## TASK TO CARRY OUT
Give only the number of lines in the following entries where "requested" appears.

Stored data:
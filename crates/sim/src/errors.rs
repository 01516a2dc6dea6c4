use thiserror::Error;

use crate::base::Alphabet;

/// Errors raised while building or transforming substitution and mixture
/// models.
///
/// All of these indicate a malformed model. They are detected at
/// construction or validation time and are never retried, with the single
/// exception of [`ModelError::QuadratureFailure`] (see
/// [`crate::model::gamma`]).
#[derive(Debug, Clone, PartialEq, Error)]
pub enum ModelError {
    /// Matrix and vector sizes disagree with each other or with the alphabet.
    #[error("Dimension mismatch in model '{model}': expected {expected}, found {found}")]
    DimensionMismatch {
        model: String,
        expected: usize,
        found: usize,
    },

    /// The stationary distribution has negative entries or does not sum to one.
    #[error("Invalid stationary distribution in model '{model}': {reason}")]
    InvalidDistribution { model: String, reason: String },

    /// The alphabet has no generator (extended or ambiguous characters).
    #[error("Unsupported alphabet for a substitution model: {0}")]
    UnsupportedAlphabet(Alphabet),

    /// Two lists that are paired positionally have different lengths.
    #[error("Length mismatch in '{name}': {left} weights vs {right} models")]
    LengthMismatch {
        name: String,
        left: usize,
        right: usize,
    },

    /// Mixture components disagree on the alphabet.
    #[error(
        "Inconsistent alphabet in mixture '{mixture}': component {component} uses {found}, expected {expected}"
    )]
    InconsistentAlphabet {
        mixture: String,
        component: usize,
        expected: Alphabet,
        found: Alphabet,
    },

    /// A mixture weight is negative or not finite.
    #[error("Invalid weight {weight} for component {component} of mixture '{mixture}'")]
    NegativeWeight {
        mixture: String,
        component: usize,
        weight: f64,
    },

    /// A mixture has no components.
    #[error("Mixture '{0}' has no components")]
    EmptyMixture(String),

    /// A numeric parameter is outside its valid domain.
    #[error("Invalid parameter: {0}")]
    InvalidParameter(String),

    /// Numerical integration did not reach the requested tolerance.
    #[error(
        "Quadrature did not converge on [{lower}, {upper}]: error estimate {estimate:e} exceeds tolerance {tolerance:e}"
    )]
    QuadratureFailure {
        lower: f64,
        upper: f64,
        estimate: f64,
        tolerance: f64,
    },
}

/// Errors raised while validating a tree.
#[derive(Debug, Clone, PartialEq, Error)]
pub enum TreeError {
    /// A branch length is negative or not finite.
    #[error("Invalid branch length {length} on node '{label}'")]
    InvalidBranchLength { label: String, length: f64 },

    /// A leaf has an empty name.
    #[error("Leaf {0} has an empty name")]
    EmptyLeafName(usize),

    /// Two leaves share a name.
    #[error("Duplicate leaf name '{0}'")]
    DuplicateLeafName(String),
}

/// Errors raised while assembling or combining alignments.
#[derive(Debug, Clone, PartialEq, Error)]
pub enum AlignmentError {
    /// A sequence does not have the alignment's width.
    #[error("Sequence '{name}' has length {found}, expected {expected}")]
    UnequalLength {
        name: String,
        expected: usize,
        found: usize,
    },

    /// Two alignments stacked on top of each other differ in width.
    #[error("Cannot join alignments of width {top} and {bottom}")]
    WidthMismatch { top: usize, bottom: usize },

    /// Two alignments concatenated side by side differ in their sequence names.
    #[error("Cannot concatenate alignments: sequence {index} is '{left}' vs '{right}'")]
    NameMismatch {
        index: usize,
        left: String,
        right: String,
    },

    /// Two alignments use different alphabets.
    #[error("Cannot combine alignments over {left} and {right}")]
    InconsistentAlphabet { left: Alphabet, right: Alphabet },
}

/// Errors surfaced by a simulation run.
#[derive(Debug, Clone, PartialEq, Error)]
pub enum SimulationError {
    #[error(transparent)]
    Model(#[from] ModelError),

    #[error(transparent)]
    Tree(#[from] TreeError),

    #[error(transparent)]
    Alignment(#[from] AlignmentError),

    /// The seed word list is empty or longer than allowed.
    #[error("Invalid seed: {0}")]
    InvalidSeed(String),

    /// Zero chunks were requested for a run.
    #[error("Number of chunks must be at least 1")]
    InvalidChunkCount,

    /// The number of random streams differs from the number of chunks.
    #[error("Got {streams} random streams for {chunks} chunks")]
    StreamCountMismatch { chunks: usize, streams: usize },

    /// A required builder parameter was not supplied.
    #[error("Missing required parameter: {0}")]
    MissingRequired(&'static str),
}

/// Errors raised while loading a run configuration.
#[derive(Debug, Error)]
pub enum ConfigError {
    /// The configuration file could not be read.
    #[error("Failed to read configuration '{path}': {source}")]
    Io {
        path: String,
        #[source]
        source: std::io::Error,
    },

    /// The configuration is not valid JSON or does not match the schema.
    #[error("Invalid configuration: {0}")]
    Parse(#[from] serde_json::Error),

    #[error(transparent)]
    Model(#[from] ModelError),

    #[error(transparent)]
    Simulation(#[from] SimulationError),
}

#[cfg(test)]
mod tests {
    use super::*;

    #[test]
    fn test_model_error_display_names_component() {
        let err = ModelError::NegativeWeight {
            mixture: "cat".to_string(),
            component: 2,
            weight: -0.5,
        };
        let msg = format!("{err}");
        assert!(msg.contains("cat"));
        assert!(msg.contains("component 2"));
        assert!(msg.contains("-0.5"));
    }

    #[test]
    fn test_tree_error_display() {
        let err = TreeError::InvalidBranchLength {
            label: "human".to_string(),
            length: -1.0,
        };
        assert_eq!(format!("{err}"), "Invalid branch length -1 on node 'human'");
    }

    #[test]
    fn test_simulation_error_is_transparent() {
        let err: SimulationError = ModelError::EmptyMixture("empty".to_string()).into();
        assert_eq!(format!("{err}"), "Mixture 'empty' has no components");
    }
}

==

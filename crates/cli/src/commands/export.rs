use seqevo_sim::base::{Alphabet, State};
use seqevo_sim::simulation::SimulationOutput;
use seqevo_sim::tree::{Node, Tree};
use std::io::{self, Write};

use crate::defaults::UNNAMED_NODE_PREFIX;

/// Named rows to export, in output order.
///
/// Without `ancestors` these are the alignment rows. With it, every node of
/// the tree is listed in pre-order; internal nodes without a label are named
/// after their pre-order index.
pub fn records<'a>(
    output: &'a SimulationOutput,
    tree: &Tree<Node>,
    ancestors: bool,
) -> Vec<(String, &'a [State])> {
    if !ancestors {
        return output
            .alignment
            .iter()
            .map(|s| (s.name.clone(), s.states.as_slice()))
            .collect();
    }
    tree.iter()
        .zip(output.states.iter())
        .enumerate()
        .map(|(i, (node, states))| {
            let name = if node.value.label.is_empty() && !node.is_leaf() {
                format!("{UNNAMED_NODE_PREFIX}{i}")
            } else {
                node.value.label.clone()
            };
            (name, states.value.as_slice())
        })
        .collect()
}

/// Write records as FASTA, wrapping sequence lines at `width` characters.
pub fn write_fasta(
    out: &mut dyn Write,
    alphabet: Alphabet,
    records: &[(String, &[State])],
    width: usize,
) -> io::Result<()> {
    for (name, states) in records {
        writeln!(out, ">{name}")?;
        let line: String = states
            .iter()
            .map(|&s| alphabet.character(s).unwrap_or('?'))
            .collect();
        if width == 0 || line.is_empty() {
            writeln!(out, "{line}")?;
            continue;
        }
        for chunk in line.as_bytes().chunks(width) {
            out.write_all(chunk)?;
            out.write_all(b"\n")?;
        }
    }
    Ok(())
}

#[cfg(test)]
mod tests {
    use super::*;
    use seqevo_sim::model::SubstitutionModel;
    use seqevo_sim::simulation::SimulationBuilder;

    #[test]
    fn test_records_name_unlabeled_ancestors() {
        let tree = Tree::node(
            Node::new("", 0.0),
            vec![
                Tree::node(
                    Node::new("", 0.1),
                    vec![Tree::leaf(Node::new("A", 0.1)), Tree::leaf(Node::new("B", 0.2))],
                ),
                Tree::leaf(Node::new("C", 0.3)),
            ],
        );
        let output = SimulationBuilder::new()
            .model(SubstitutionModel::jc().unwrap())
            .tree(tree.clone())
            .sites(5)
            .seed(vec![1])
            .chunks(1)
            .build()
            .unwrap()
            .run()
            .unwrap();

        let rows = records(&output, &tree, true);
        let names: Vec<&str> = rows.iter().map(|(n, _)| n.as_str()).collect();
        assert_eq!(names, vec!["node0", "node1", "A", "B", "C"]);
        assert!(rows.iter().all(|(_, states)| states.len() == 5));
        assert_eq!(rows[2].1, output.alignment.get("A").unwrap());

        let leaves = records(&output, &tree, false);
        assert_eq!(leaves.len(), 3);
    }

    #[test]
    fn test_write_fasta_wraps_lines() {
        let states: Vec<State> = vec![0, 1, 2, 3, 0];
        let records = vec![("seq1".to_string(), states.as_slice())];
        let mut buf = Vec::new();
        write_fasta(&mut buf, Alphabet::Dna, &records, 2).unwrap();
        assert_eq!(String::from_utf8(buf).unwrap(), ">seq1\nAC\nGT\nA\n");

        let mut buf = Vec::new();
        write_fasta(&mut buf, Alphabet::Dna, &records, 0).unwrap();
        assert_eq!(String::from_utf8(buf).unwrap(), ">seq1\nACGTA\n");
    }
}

* * *

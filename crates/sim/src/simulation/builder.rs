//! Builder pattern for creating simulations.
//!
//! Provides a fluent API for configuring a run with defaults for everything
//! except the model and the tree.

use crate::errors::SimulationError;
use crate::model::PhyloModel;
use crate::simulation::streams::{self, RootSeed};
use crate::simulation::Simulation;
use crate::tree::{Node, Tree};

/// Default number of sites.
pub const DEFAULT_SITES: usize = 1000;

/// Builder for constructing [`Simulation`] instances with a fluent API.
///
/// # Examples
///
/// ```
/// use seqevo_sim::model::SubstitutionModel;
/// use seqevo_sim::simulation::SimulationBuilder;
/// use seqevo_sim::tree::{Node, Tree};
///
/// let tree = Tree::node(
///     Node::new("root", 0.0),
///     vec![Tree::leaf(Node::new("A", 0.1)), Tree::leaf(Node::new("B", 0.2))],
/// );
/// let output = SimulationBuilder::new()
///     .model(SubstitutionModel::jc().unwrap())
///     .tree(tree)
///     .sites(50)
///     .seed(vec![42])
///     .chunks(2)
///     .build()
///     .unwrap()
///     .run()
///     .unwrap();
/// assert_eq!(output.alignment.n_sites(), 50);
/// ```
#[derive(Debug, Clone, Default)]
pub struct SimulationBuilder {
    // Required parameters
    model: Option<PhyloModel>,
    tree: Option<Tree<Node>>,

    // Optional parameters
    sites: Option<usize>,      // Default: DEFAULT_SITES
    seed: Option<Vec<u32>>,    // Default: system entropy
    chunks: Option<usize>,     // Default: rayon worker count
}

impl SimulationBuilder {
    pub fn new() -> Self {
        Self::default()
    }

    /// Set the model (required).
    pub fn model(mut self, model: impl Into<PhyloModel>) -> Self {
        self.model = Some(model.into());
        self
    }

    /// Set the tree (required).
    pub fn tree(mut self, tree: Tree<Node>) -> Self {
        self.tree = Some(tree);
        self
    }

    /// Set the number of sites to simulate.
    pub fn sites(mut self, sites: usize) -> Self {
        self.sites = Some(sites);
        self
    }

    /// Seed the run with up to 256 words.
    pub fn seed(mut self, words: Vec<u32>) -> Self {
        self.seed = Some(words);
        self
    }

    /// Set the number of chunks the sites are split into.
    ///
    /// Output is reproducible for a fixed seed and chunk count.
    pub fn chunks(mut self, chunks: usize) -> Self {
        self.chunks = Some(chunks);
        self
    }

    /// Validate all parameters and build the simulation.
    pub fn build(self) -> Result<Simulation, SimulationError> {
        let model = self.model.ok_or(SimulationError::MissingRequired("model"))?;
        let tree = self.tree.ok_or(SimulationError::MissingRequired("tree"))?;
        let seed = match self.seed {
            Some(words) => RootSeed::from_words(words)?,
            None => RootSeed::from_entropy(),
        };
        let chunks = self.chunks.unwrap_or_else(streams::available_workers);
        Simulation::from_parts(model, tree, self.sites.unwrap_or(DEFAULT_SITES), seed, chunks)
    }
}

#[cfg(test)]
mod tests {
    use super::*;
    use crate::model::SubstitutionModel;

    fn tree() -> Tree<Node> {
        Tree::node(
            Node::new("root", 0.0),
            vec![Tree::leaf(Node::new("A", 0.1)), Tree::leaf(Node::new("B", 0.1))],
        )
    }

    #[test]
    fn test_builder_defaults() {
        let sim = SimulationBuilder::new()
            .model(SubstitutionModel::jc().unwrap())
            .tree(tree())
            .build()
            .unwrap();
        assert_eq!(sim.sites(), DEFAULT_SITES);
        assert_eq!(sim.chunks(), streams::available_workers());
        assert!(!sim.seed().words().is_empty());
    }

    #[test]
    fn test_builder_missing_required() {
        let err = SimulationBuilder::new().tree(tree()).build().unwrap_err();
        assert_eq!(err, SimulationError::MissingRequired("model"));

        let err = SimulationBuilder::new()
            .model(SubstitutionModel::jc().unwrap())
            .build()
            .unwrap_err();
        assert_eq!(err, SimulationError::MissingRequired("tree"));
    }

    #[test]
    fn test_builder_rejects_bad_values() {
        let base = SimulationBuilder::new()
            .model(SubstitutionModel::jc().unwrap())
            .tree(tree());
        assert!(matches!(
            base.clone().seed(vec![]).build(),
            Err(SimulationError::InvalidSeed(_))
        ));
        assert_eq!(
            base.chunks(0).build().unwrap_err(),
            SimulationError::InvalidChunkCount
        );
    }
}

## TASK ANSWER
2